Restate the entries below verbatim.
(Excerpted records Opens)
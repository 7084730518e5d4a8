//! Common test utilities for ovn-idl integration tests

#![allow(dead_code)]

use std::{
    sync::{Arc, Once},
    time::Duration,
};

use ovn_idl::{
    DatabaseSchema, Endpoint, MemoryEngine, MemoryServer, OvnConfig, OvnNbIdl, OvnSbIdl,
    RetryPolicy, Value,
};
use serde_json::json;
use tracing_subscriber::{
    filter::LevelFilter, layer::SubscriberExt, util::SubscriberInitExt, EnvFilter,
};

pub const NB_REMOTE: &str = "tcp:127.0.0.1:6641";
pub const SB_REMOTE: &str = "tcp:127.0.0.1:6642";

static INIT: Once = Once::new();

/// Initialize test logging infrastructure
pub fn init_test_logging() {
    INIT.call_once(|| {
        let _ = tracing_subscriber::registry()
            .with(tracing_subscriber::fmt::layer().with_test_writer())
            .with(
                EnvFilter::builder()
                    .with_default_directive(LevelFilter::INFO.into())
                    .from_env_lossy(),
            )
            .try_init();
    });
}

fn map_column() -> serde_json::Value {
    json!({"type": {"key": "string", "value": "string", "min": 0, "max": "unlimited"}})
}

fn string_set() -> serde_json::Value {
    json!({"type": {"key": "string", "min": 0, "max": "unlimited"}})
}

fn uuid_set(ref_table: &str) -> serde_json::Value {
    json!({"type": {"key": {"type": "uuid", "refTable": ref_table},
                    "min": 0, "max": "unlimited"}})
}

pub fn nb_schema() -> DatabaseSchema {
    DatabaseSchema::from_value(json!({
        "name": "OVN_Northbound",
        "version": "7.3.0",
        "tables": {
            "NB_Global": {
                "columns": {
                    "nb_cfg": {"type": {"key": "integer"}},
                    "options": map_column()
                },
                "isRoot": true
            },
            "Load_Balancer": {
                "columns": {
                    "name": {"type": "string"},
                    "vips": map_column(),
                    "ip_port_mappings": map_column(),
                    "health_check": uuid_set("Load_Balancer_Health_Check"),
                    "external_ids": map_column()
                },
                "isRoot": true
            },
            "Load_Balancer_Health_Check": {
                "columns": {
                    "vip": {"type": "string"},
                    "options": map_column()
                }
            },
            "Logical_Router": {
                "columns": {
                    "name": {"type": "string"},
                    "load_balancer": uuid_set("Load_Balancer"),
                    "ports": uuid_set("Logical_Router_Port")
                },
                "isRoot": true
            },
            "Logical_Switch": {
                "columns": {
                    "name": {"type": "string"},
                    "load_balancer": uuid_set("Load_Balancer"),
                    "ports": uuid_set("Logical_Switch_Port")
                },
                "isRoot": true
            },
            "Logical_Switch_Port": {
                "columns": {"name": {"type": "string"}, "addresses": string_set()}
            },
            "Logical_Router_Port": {
                "columns": {"name": {"type": "string"}, "networks": string_set()}
            },
            "NAT": {
                "columns": {"external_ip": {"type": "string"}, "logical_ip": {"type": "string"}}
            },
            "ACL": {
                "columns": {"priority": {"type": "integer"}, "action": {"type": "string"}}
            }
        }
    }))
    .unwrap()
}

pub fn sb_schema() -> DatabaseSchema {
    DatabaseSchema::from_value(json!({
        "name": "OVN_Southbound",
        "version": "20.33.0",
        "tables": {
            "Load_Balancer": {
                "columns": {"name": {"type": "string"}, "vips": map_column()},
                "isRoot": true
            },
            "Service_Monitor": {
                "columns": {
                    "ip": {"type": "string"},
                    "port": {"type": "integer"},
                    "logical_port": {"type": "string"},
                    "status": {"type": {"key": "string", "min": 0, "max": 1}}
                },
                "isRoot": true
            },
            "Chassis": {
                "columns": {"name": {"type": "string"}},
                "isRoot": true
            }
        }
    }))
    .unwrap()
}

/// Config with retry timings scaled down to milliseconds.
pub fn fast_config() -> OvnConfig {
    OvnConfig {
        ovsdb_connection_timeout_secs: 5,
        bootstrap_retry: RetryPolicy {
            initial_interval_ms: 5,
            max_interval_ms: 50,
            multiplier: 2.0,
            randomization_factor: 0.0,
            max_elapsed_ms: None,
        },
        row_retry: RetryPolicy {
            initial_interval_ms: 10,
            max_interval_ms: 100,
            multiplier: 2.0,
            randomization_factor: 0.0,
            max_elapsed_ms: Some(500),
        },
        ..Default::default()
    }
}

pub fn endpoint(remote: &str) -> Endpoint {
    Endpoint::parse(remote).unwrap()
}

/// Engine with a northbound server seeded with its `NB_Global` row.
pub fn nb_fixture() -> (Arc<MemoryEngine>, MemoryServer) {
    init_test_logging();
    let server = MemoryServer::new(nb_schema());
    server
        .insert_row("NB_Global", [("nb_cfg", Value::from(0i64))])
        .unwrap();
    let engine = Arc::new(MemoryEngine::new());
    engine.add_server(&endpoint(NB_REMOTE), server.clone());
    (engine, server)
}

pub fn add_sb_server(engine: &MemoryEngine) -> MemoryServer {
    let server = MemoryServer::new(sb_schema());
    engine.add_server(&endpoint(SB_REMOTE), server.clone());
    server
}

pub async fn nb_idl(engine: &Arc<MemoryEngine>, lock_name: Option<&str>) -> OvnNbIdl {
    OvnNbIdl::connect(engine.clone(), &fast_config(), lock_name)
        .await
        .unwrap()
}

pub async fn sb_idl(engine: &Arc<MemoryEngine>, lock_name: Option<&str>) -> OvnSbIdl {
    OvnSbIdl::connect(engine.clone(), &fast_config(), lock_name)
        .await
        .unwrap()
}

pub fn nb_cfg(server: &MemoryServer) -> i64 {
    server
        .rows("NB_Global")
        .first()
        .and_then(|row| row.get("nb_cfg"))
        .and_then(Value::as_integer)
        .unwrap()
}

/// Poll `condition` every 10ms until it holds or `timeout` passes.
pub async fn wait_until<F>(timeout: Duration, condition: F) -> bool
where
    F: Fn() -> bool,
{
    let deadline = tokio::time::Instant::now() + timeout;
    while tokio::time::Instant::now() < deadline {
        if condition() {
            return true;
        }
        tokio::time::sleep(Duration::from_millis(10)).await;
    }
    condition()
}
(Excerpted records Closes)
▶ Answer section:
repository 7084730518e5d4a8
//! Common test utilities for ovn-idl integration tests

#![allow(dead_code)]

use std::{
    sync::{Arc, Once},
    time::Duration,
};

use ovn_idl::{
    DatabaseSchema, Endpoint, MemoryEngine, MemoryServer, OvnConfig, OvnNbIdl, OvnSbIdl,
    RetryPolicy, Value,
};
use serde_json::json;
use tracing_subscriber::{
    filter::LevelFilter, layer::SubscriberExt, util::SubscriberInitExt, EnvFilter,
};

pub const NB_REMOTE: &str = "tcp:127.0.0.1:6641";
pub const SB_REMOTE: &str = "tcp:127.0.0.1:6642";

static INIT: Once = Once::new();

/// Initialize test logging infrastructure
pub fn init_test_logging() {
    INIT.call_once(|| {
        let _ = tracing_subscriber::registry()
            .with(tracing_subscriber::fmt::layer().with_test_writer())
            .with(
                EnvFilter::builder()
                    .with_default_directive(LevelFilter::INFO.into())
                    .from_env_lossy(),
            )
            .try_init();
    });
}

fn map_column() -> serde_json::Value {
    json!({"type": {"key": "string", "value": "string", "min": 0, "max": "unlimited"}})
}

fn string_set() -> serde_json::Value {
    json!({"type": {"key": "string", "min": 0, "max": "unlimited"}})
}

fn uuid_set(ref_table: &str) -> serde_json::Value {
    json!({"type": {"key": {"type": "uuid", "refTable": ref_table},
                    "min": 0, "max": "unlimited"}})
}

pub fn nb_schema() -> DatabaseSchema {
    DatabaseSchema::from_value(json!({
        "name": "OVN_Northbound",
        "version": "7.3.0",
        "tables": {
            "NB_Global": {
                "columns": {
                    "nb_cfg": {"type": {"key": "integer"}},
                    "options": map_column()
                },
                "isRoot": true
            },
            "Load_Balancer": {
                "columns": {
                    "name": {"type": "string"},
                    "vips": map_column(),
                    "ip_port_mappings": map_column(),
                    "health_check": uuid_set("Load_Balancer_Health_Check"),
                    "external_ids": map_column()
                },
                "isRoot": true
            },
            "Load_Balancer_Health_Check": {
                "columns": {
                    "vip": {"type": "string"},
                    "options": map_column()
                }
            },
            "Logical_Router": {
                "columns": {
                    "name": {"type": "string"},
                    "load_balancer": uuid_set("Load_Balancer"),
                    "ports": uuid_set("Logical_Router_Port")
                },
                "isRoot": true
            },
            "Logical_Switch": {
                "columns": {
                    "name": {"type": "string"},
                    "load_balancer": uuid_set("Load_Balancer"),
                    "ports": uuid_set("Logical_Switch_Port")
                },
                "isRoot": true
            },
            "Logical_Switch_Port": {
                "columns": {"name": {"type": "string"}, "addresses": string_set()}
            },
            "Logical_Router_Port": {
                "columns": {"name": {"type": "string"}, "networks": string_set()}
            },
            "NAT": {
                "columns": {"external_ip": {"type": "string"}, "logical_ip": {"type": "string"}}
            },
            "ACL": {
                "columns": {"priority": {"type": "integer"}, "action": {"type": "string"}}
            }
        }
    }))
    .unwrap()
}

pub fn sb_schema() -> DatabaseSchema {
    DatabaseSchema::from_value(json!({
        "name": "OVN_Southbound",
        "version": "20.33.0",
        "tables": {
            "Load_Balancer": {
                "columns": {"name": {"type": "string"}, "vips": map_column()},
                "isRoot": true
            },
            "Service_Monitor": {
                "columns": {
                    "ip": {"type": "string"},
                    "port": {"type": "integer"},
                    "logical_port": {"type": "string"},
                    "status": {"type": {"key": "string", "min": 0, "max": 1}}
                },
                "isRoot": true
            },
            "Chassis": {
                "columns": {"name": {"type": "string"}},
                "isRoot": true
            }
        }
    }))
    .unwrap()
}

/// Config with retry timings scaled down to milliseconds.
pub fn fast_config() -> OvnConfig {
    OvnConfig {
        ovsdb_connection_timeout_secs: 5,
        bootstrap_retry: RetryPolicy {
            initial_interval_ms: 5,
            max_interval_ms: 50,
            multiplier: 2.0,
            randomization_factor: 0.0,
            max_elapsed_ms: None,
        },
        row_retry: RetryPolicy {
            initial_interval_ms: 10,
            max_interval_ms: 100,
            multiplier: 2.0,
            randomization_factor: 0.0,
            max_elapsed_ms: Some(500),
        },
        ..Default::default()
    }
}

pub fn endpoint(remote: &str) -> Endpoint {
    Endpoint::parse(remote).unwrap()
}

/// Engine with a northbound server seeded with its `NB_Global` row.
pub fn nb_fixture() -> (Arc<MemoryEngine>, MemoryServer) {
    init_test_logging();
    let server = MemoryServer::new(nb_schema());
    server
        .insert_row("NB_Global", [("nb_cfg", Value::from(0i64))])
        .unwrap();
    let engine = Arc::new(MemoryEngine::new());
    engine.add_server(&endpoint(NB_REMOTE), server.clone());
    (engine, server)
}

pub fn add_sb_server(engine: &MemoryEngine) -> MemoryServer {
    let server = MemoryServer::new(sb_schema());
    engine.add_server(&endpoint(SB_REMOTE), server.clone());
    server
}

pub async fn nb_idl(engine: &Arc<MemoryEngine>, lock_name: Option<&str>) -> OvnNbIdl {
    OvnNbIdl::connect(engine.clone(), &fast_config(), lock_name)
        .await
        .unwrap()
}

pub async fn sb_idl(engine: &Arc<MemoryEngine>, lock_name: Option<&str>) -> OvnSbIdl {
    OvnSbIdl::connect(engine.clone(), &fast_config(), lock_name)
        .await
        .unwrap()
}

pub fn nb_cfg(server: &MemoryServer) -> i64 {
    server
        .rows("NB_Global")
        .first()
        .and_then(|row| row.get("nb_cfg"))
        .and_then(Value::as_integer)
        .unwrap()
}

/// Poll `condition` every 10ms until it holds or `timeout` passes.
pub async fn wait_until<F>(timeout: Duration, condition: F) -> bool
where
    F: Fn() -> bool,
{
    let deadline = tokio::time::Instant::now() + timeout;
    while tokio::time::Instant::now() < deadline {
        if condition() {
            return true;
        }
        tokio::time::sleep(Duration::from_millis(10)).await;
    }
    condition()
}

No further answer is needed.